Supplied data Block Start

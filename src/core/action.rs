//! Player actions and movement directions.
//!
//! Actions are plain data: the engine stores and compares them but leaves
//! interpretation to the step resolver. `wait` maps to no movement vector
//! at all, which is why [`Action::direction`] returns an `Option`.

use serde::{Deserialize, Serialize};

use super::error::EngineError;

/// One of the four cardinal movement directions.
#[derive(Clone, Copy, Debug, PartialEq, Eq, Hash, Serialize, Deserialize)]
#[serde(rename_all = "lowercase")]
pub enum Direction {
    Up,
    Down,
    Left,
    Right,
}

impl Direction {
    /// Movement vector for this direction.
    ///
    /// The origin is top-left, so `Up` is negative `y`.
    #[must_use]
    pub const fn delta(self) -> (i32, i32) {
        match self {
            Direction::Up => (0, -1),
            Direction::Down => (0, 1),
            Direction::Left => (-1, 0),
            Direction::Right => (1, 0),
        }
    }

    /// The opposite direction.
    #[must_use]
    pub const fn opposite(self) -> Self {
        match self {
            Direction::Up => Direction::Down,
            Direction::Down => Direction::Up,
            Direction::Left => Direction::Right,
            Direction::Right => Direction::Left,
        }
    }

    /// Offset `(x, y)` one cell in this direction inside a `width`/`height` grid.
    ///
    /// Returns `None` when the target would leave the grid.
    #[must_use]
    pub fn offset(self, x: usize, y: usize, width: usize, height: usize) -> Option<(usize, usize)> {
        let (dx, dy) = self.delta();
        let nx = x as i32 + dx;
        let ny = y as i32 + dy;
        if nx < 0 || ny < 0 || nx >= width as i32 || ny >= height as i32 {
            None
        } else {
            Some((nx as usize, ny as usize))
        }
    }
}

/// A player action for one tick.
#[derive(Clone, Copy, Debug, PartialEq, Eq, Hash, Serialize, Deserialize)]
#[serde(rename_all = "lowercase")]
pub enum Action {
    Up,
    Down,
    Left,
    Right,
    Wait,
}

impl Action {
    /// All recognized actions, in wire order.
    pub const ALL: [Action; 5] = [
        Action::Up,
        Action::Down,
        Action::Left,
        Action::Right,
        Action::Wait,
    ];

    /// Wire name of this action.
    #[must_use]
    pub const fn name(self) -> &'static str {
        match self {
            Action::Up => "up",
            Action::Down => "down",
            Action::Left => "left",
            Action::Right => "right",
            Action::Wait => "wait",
        }
    }

    /// Movement direction, or `None` for `wait`.
    #[must_use]
    pub const fn direction(self) -> Option<Direction> {
        match self {
            Action::Up => Some(Direction::Up),
            Action::Down => Some(Direction::Down),
            Action::Left => Some(Direction::Left),
            Action::Right => Some(Direction::Right),
            Action::Wait => None,
        }
    }

    /// Parse a wire action string.
    pub fn parse(s: &str) -> Result<Self, EngineError> {
        match s {
            "up" => Ok(Action::Up),
            "down" => Ok(Action::Down),
            "left" => Ok(Action::Left),
            "right" => Ok(Action::Right),
            "wait" => Ok(Action::Wait),
            other => Err(EngineError::InvalidAction(other.to_string())),
        }
    }
}
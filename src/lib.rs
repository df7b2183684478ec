//! # rulegrid
//!
//! A grid puzzle engine in which the rules governing object behavior are
//! themselves movable, on-grid text tokens. The active rule set is spelled
//! out by adjacent text tiles (`BABA IS YOU`, `WALL IS STOP`), so moving a
//! tile rewrites the physics mid-episode.
//!
//! ## Design Principles
//!
//! 1. **Rules are derived state**: the rule tables are rebuilt by a full
//!    board rescan every tick, never updated incrementally. One moved tile
//!    can break and form several rules in both axes; at tens of cells per
//!    side a rescan is cheap and obviously correct.
//!
//! 2. **Capabilities are plain data**: what an object can do is a lookup
//!    in the per-tick property table, not dynamic dispatch.
//!
//! 3. **Single-owner state**: a grid exclusively owns its objects and is
//!    mutated by one caller at a time. Snapshots are explicit deep copies
//!    that share nothing with the source.
//!
//! ## Modules
//!
//! - `core`: objects, actions, properties, errors
//! - `grid`: the board, spatial queries, observations
//! - `rules`: rule derivation and queries
//! - `step`: the per-tick resolver (movement, pushes, contacts, terminal
//!   state)
//! - `envs`: named level registry and the reset/step environment contract
//! - `harness`: the line-oriented JSON evaluation protocol

pub mod core;
pub mod envs;
pub mod grid;
pub mod harness;
pub mod rules;
pub mod step;

// Re-export commonly used types
pub use crate::core::{Action, Direction, EngineError, Object, Property, Word};
pub use crate::envs::{
    create_environment, Environment, EnvironmentRegistry, LevelEntry, StepInfo, Transition,
};
pub use crate::grid::{Grid, ObjectQuery, Observation};
pub use crate::harness::{Reply, Session};
pub use crate::rules::{Rule, RuleManager, RulePredicate};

Supplied data Block End

To do:
The answer must consist of every line from the entries above that contains "Some".

Response area:
            Some((nx as usize, ny as usize))
            Action::Up => Some(Direction::Up),
            Action::Down => Some(Direction::Down),
            Action::Left => Some(Direction::Left),
            Action::Right => Some(Direction::Right),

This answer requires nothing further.